The use of the current.xyz has been abandoned by most recent cores, whereby fpd and FCI lost the ability to visualize the current work unit. The GPU client appears to start a GUI server which I think can be used to get data to visualize the WU, but the protocol to interface with this server is not available to figure out how (I don't run windows so I can't run the GUI client and sniff the traffic from the GUI client to help reverse engineering).
Now that I mention reverse engineering. Not having to do so to get data from the FAH client and cores sounds great. The
hint towards a socket interface looks very promising, but this is near useless without documentation. I had a lot of fun, but also did a lot of cursing, while figuring out what the new values written in the queue.dat by the v6 client where, and I'm still not sure if I got them all right.

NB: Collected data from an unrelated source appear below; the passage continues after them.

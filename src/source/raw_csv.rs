//! 原始测量数据读取
//!
//! 采集程序写出的数据文件为制表符分隔文本，首行为表头，之后每行：
//!
//! ```text
//! timestamp \t relativeTime \t actuatorVoltage \t <i;i;...;i;>
//! ```
//!
//! 数值列可能带单位后缀（`"0.25 s"`、`"3.5 V"`），读取时忽略。
//! [`RawDataReader`] 记住已消费的字节偏移，每次调用都重新打开文件并从上次结束处继续，
//! 因此既可用于一次性批处理，也可在监视模式下跟随增长中的文件。

use chrono::NaiveDateTime;
use csv::{ReaderBuilder, StringRecord};
use log::debug;
use std::fs::File;
use std::io::{BufRead, BufReader, Seek, SeekFrom};
use std::path::{Path, PathBuf};

use crate::core::profile::{IntensityProfile, ProfileRecord};
use crate::error::{OdmError, OdmResult, format_error};
use crate::processing::pipeline::ChunkSource;
use crate::tools::constants::reader_defaults::{CHUNK_SIZE, PROFILE_SEPARATOR, RAW_DELIMITER};

/// 支持的时间戳格式（按尝试顺序）
const TIMESTAMP_FORMATS: &[&str] = &[
    "%Y-%m-%d %H:%M:%S%.f",
    "%Y-%m-%dT%H:%M:%S%.f",
    "%Y/%m/%d %H:%M:%S%.f",
    "%d-%m-%Y %H:%M:%S%.f",
    "%m/%d/%Y %H:%M:%S%.f",
];

/// 解析时间戳
pub fn parse_timestamp(text: &str) -> OdmResult<NaiveDateTime> {
    let text = text.trim();
    TIMESTAMP_FORMATS
        .iter()
        .find_map(|fmt| NaiveDateTime::parse_from_str(text, fmt).ok())
        .ok_or_else(|| OdmError::FormatError(format!("无法识别的时间戳: {text:?}")))
}

/// 解析数值列，忽略空白后的单位后缀
pub fn parse_quantity(text: &str) -> Option<f64> {
    text.split_whitespace().next()?.parse().ok()
}

/// 解析强度剖面字段 `<i;i;...;>`，空字段得到空剖面
pub fn parse_intensity_profile(text: &str) -> Result<IntensityProfile, String> {
    text.trim()
        .trim_start_matches('<')
        .trim_end_matches('>')
        .split(PROFILE_SEPARATOR)
        .map(str::trim)
        .filter(|part| !part.is_empty())
        .map(|part| {
            part.parse::<i64>()
                .map(|v| v as f64)
                .map_err(|_| format!("剖面中的非整数值 {part:?}"))
        })
        .collect::<Result<Vec<f64>, String>>()
        .map(IntensityProfile::new)
}

/// 把一条CSV记录转换为数据行；`line` 仅用于错误信息
fn parse_record(record: &StringRecord, line: usize) -> OdmResult<ProfileRecord> {
    let field = |i: usize| record.get(i).unwrap_or("");

    let timestamp = parse_timestamp(field(0))
        .map_err(|e| format_error(&format!("第 {line} 行"), e))?;
    let relative_time = parse_quantity(field(1)).ok_or_else(|| {
        OdmError::FormatError(format!("第 {line} 行: 无效的相对时间 {:?}", field(1)))
    })?;
    let actuator_voltage = parse_quantity(field(2)).ok_or_else(|| {
        OdmError::FormatError(format!("第 {line} 行: 无效的执行器电压 {:?}", field(2)))
    })?;
    let intensity_profile = parse_intensity_profile(field(3))
        .map_err(|reason| OdmError::FormatError(format!("第 {line} 行: {reason}")))?;

    Ok(ProfileRecord {
        timestamp,
        relative_time,
        actuator_voltage,
        intensity_profile,
    })
}

/// 可续读的原始数据读取器
#[derive(Debug, Clone)]
pub struct RawDataReader {
    path: PathBuf,
    chunk_size: usize,
    /// 只消费以换行结尾的完整行（跟随写入中的文件时使用）
    complete_lines_only: bool,
    /// 已消费的字节数（含表头）
    byte_offset: u64,
    header_skipped: bool,
    /// 已消费的数据行数（不含表头）
    lines_read: usize,
}

impl RawDataReader {
    /// 批处理读取：文件末尾没有换行的最后一行也会被读取
    pub fn new(path: impl Into<PathBuf>) -> Self {
        Self {
            path: path.into(),
            chunk_size: CHUNK_SIZE,
            complete_lines_only: false,
            byte_offset: 0,
            header_skipped: false,
            lines_read: 0,
        }
    }

    /// 跟随模式：尚未写完的末行留到下次读取
    pub fn following(path: impl Into<PathBuf>) -> Self {
        Self {
            complete_lines_only: true,
            ..Self::new(path)
        }
    }

    pub fn with_chunk_size(mut self, chunk_size: usize) -> Self {
        self.chunk_size = chunk_size.max(1);
        self
    }

    pub fn path(&self) -> &Path {
        &self.path
    }

    pub fn chunk_size(&self) -> usize {
        self.chunk_size
    }

    /// 已读取的数据行数
    pub fn lines_read(&self) -> usize {
        self.lines_read
    }

    /// 从上次结束处读取至多 `chunk_size` 行；没有新数据时返回 `None`
    pub fn read_next(&mut self) -> OdmResult<Option<Vec<ProfileRecord>>> {
        let mut file = File::open(&self.path)?;
        file.seek(SeekFrom::Start(self.byte_offset))?;
        let mut reader = BufReader::new(file);

        let mut buffer = Vec::new();
        let mut consumed: u64 = 0;
        let mut lines = 0usize;
        let mut line = Vec::new();

        while lines < self.chunk_size {
            line.clear();
            let n = reader.read_until(b'\n', &mut line)?;
            if n == 0 {
                break;
            }
            let complete = line.last() == Some(&b'\n');
            if !complete && self.complete_lines_only {
                break;
            }
            consumed += n as u64;

            if !self.header_skipped {
                self.header_skipped = true;
                continue;
            }
            if line.iter().all(u8::is_ascii_whitespace) {
                continue;
            }
            buffer.extend_from_slice(&line);
            if !complete {
                buffer.push(b'\n');
            }
            lines += 1;
        }

        self.byte_offset += consumed;
        if lines == 0 {
            return Ok(None);
        }

        let first_line = self.lines_read + 1;
        let records = ReaderBuilder::new()
            .delimiter(RAW_DELIMITER)
            .has_headers(false)
            .flexible(true)
            .from_reader(buffer.as_slice())
            .records()
            .enumerate()
            .map(|(i, record)| parse_record(&record?, first_line + i))
            .collect::<OdmResult<Vec<_>>>()?;

        self.lines_read += records.len();
        debug!(
            "读取 {} 行 (累计 {}) / Read {} rows from {}",
            records.len(),
            self.lines_read,
            records.len(),
            self.path.display()
        );
        Ok(Some(records))
    }
}

impl ChunkSource for RawDataReader {
    fn next_chunk(&mut self) -> OdmResult<Option<Vec<ProfileRecord>>> {
        self.read_next()
    }
}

jcoffland wrote:2) What would you like the core/client interface to look like?
I'm quite fond of the
nvidia-settings utility on Linux which I can use to query various settings of the GPUs in the system. A query interface in the FAH client smiliar to `nvidia-settings -q <Property|all>` would be nice.
But a simple memcached-like protocol (`GET <key>`) over a socket is nice too. The FAH client could use this protocol to fetch the data from the core, which it makes available via the query interface.
While I don't mind diving into socket programming, I think it's a bit too complex for the various "simpler" monitoring tools out there. Those usually just parse the unitinfo.txt, and the more advanced use qd to (also) parse the queue.dat.
Making it easy to get the various bits of information is important I think, and making it easy to parse as well. The nvidia-settings utility displays a semi-human readable format of its query answers by default, but when using the -t parameter it returns it in easy to parse format. Human readable output similar to what's currently used in the FAHlog.txt and unitinfo.txt by default, and XML output when specifically requested would be an option.
This query interface in the FAH client would be -queueinfo on steroids
jcoffland wrote:3) What third-party software is important to you?
Those I wrote and/or maintain as mentioned above.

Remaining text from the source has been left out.